車の運転は制限され、会社によっては働けなくなることもあり、生活の中にも様々な影響があります。

 

僕も昔はてんかんがあることによって、たくさんのことに苦しめられました。

しかし今ではてんかんを受け入れ、周りの人の理解と協力により、普通に生活が出来ています。

 

でも、世の中にはてんかんであることを受け入れられず、周りに隠している人も少なくないと思います。

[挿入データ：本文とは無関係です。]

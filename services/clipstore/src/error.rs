//! Error taxonomy for the upload pipeline.

use crate::object_store::StorageError;
use thiserror::Error;
use uuid::Uuid;

/// Errors surfaced by the upload and playback paths
#[derive(Debug, Error)]
pub enum Error {
    #[error("Validation failed: {0}")]
    Validation(String),

    #[error("Asset {0} not found")]
    NotFound(Uuid),

    #[error("User {user_id} does not own asset {asset_id}")]
    Forbidden { asset_id: Uuid, user_id: Uuid },

    #[error("{tool} failed: {message}")]
    UpstreamTool { tool: String, message: String },

    #[error("Object storage error: {0}")]
    Storage(#[from] StorageError),

    #[error("Failed to persist asset metadata: {0}")]
    Persistence(String),

    #[error("Staging I/O error: {0}")]
    Io(#[from] std::io::Error),
}

impl Error {
    pub fn upstream(tool: impl Into<String>, message: impl Into<String>) -> Self {
        Error::UpstreamTool {
            tool: tool.into(),
            message: message.into(),
        }
    }

    /// Short label used for metrics and log fields
    pub fn kind(&self) -> &'static str {
        match self {
            Error::Validation(_) => "validation",
            Error::NotFound(_) => "not_found",
            Error::Forbidden { .. } => "forbidden",
            Error::UpstreamTool { .. } => "upstream_tool",
            Error::Storage(_) => "storage",
            Error::Persistence(_) => "persistence",
            Error::Io(_) => "io",
        }
    }
}

pub type Result<T> = std::result::Result<T, Error>;

#[cfg(test)]
mod tests {
    use super::*;

    #[test]
    fn test_upstream_error_message() {
        let err = Error::upstream("ffprobe", "exit status 1");
        assert_eq!(err.to_string(), "ffprobe failed: exit status 1");
        assert_eq!(err.kind(), "upstream_tool");
    }
}
//! Object key derivation.
//!
//! Format: `{prefix}{random}.mp4` where the prefix is the classification
//! (`wide/`, `tall/`, `other/`) or empty when the upload was not classified,
//! and `random` is 32 random bytes in unpadded URL-safe base64.

use crate::classifier::Classification;
use base64::engine::general_purpose::URL_SAFE_NO_PAD;
use base64::Engine;
use rand::rngs::OsRng;
use rand::RngCore;

const KEY_ENTROPY_BYTES: usize = 32;
const KEY_EXTENSION: &str = ".mp4";

/// Source of key randomness
pub trait RandomSource: Send + Sync {
    fn fill(&self, dest: &mut [u8]);
}

/// Operating system CSPRNG
#[derive(Debug, Default, Clone, Copy)]
pub struct OsRandom;

impl RandomSource for OsRandom {
    fn fill(&self, dest: &mut [u8]) {
        OsRng.fill_bytes(dest);
    }
}

impl<R: RandomSource + ?Sized> RandomSource for Box<R> {
    fn fill(&self, dest: &mut [u8]) {
        (**self).fill(dest)
    }
}

/// Namespace segment for a classification
pub fn key_prefix(classification: Option<Classification>) -> &'static str {
    match classification {
        Some(Classification::Wide) => "wide/",
        Some(Classification::Tall) => "tall/",
        Some(Classification::Other) => "other/",
        None => "",
    }
}

pub struct KeyDeriver<R = OsRandom> {
    random: R,
}

impl KeyDeriver<OsRandom> {
    pub fn new() -> Self {
        Self { random: OsRandom }
    }
}

impl Default for KeyDeriver<OsRandom> {
    fn default() -> Self {
        Self::new()
    }
}

impl<R: RandomSource> KeyDeriver<R> {
    pub fn with_source(random: R) -> Self {
        Self { random }
    }

    /// Build a fresh object key. Collisions are not checked; 256 bits of
    /// entropy make them negligible.
    pub fn derive_key(&self, classification: Option<Classification>) -> String {
        let mut bytes = [0u8; KEY_ENTROPY_BYTES];
        self.random.fill(&mut bytes);

        format!(
            "{}{}{}",
            key_prefix(classification),
            URL_SAFE_NO_PAD.encode(bytes),
            KEY_EXTENSION
        )
    }
}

確かに周りに隠すことはリスクも少なく、何もなければ他の人と同じ生活が出来ます。

ただ、心がすごく痛みます。自分に嘘をつかなければいいけないのですから。

 

そうやって“自分と同じ病気の人”が、心を痛めながら生活をしていると思うと、とても辛い気持ちになりました。

 

 

てんかんを持っている人は生きにくい。だからこそ。

てんかんを持っている人が事故を起こしたというニュースがある度に、「てんかんを持っている人は生きにくい」と思います。

 

ただ、

・運転手の人がてんかんを申告出来ていれば・・・

・車ではなくてバスや電車などの交通機関を利用していれば・・・

そう考えると、避けることの出来た事故だと思います。

 

てんかんを持っている人は大変です。

でも、僕はこのときから「てんかんの人がもっと生きやすくなる世の中をつくりたい」と思っています。
1人でも多くの人がてんかんを受け入れて、向き合うときに少しでも壁が無い世界があればいいなと思います。

 

 

2011年4月の鹿沼市、2012年4月の祇園で起きた2つのてんかん患者が起こした事故は、多くの人に影響を与えました。

 

8年が経つ今でも、あのときの心がえぐられる気持ちは忘れられません。

2つの事故は僕の胸に大きく傷を残すと共に、活動の原動力にもなっています。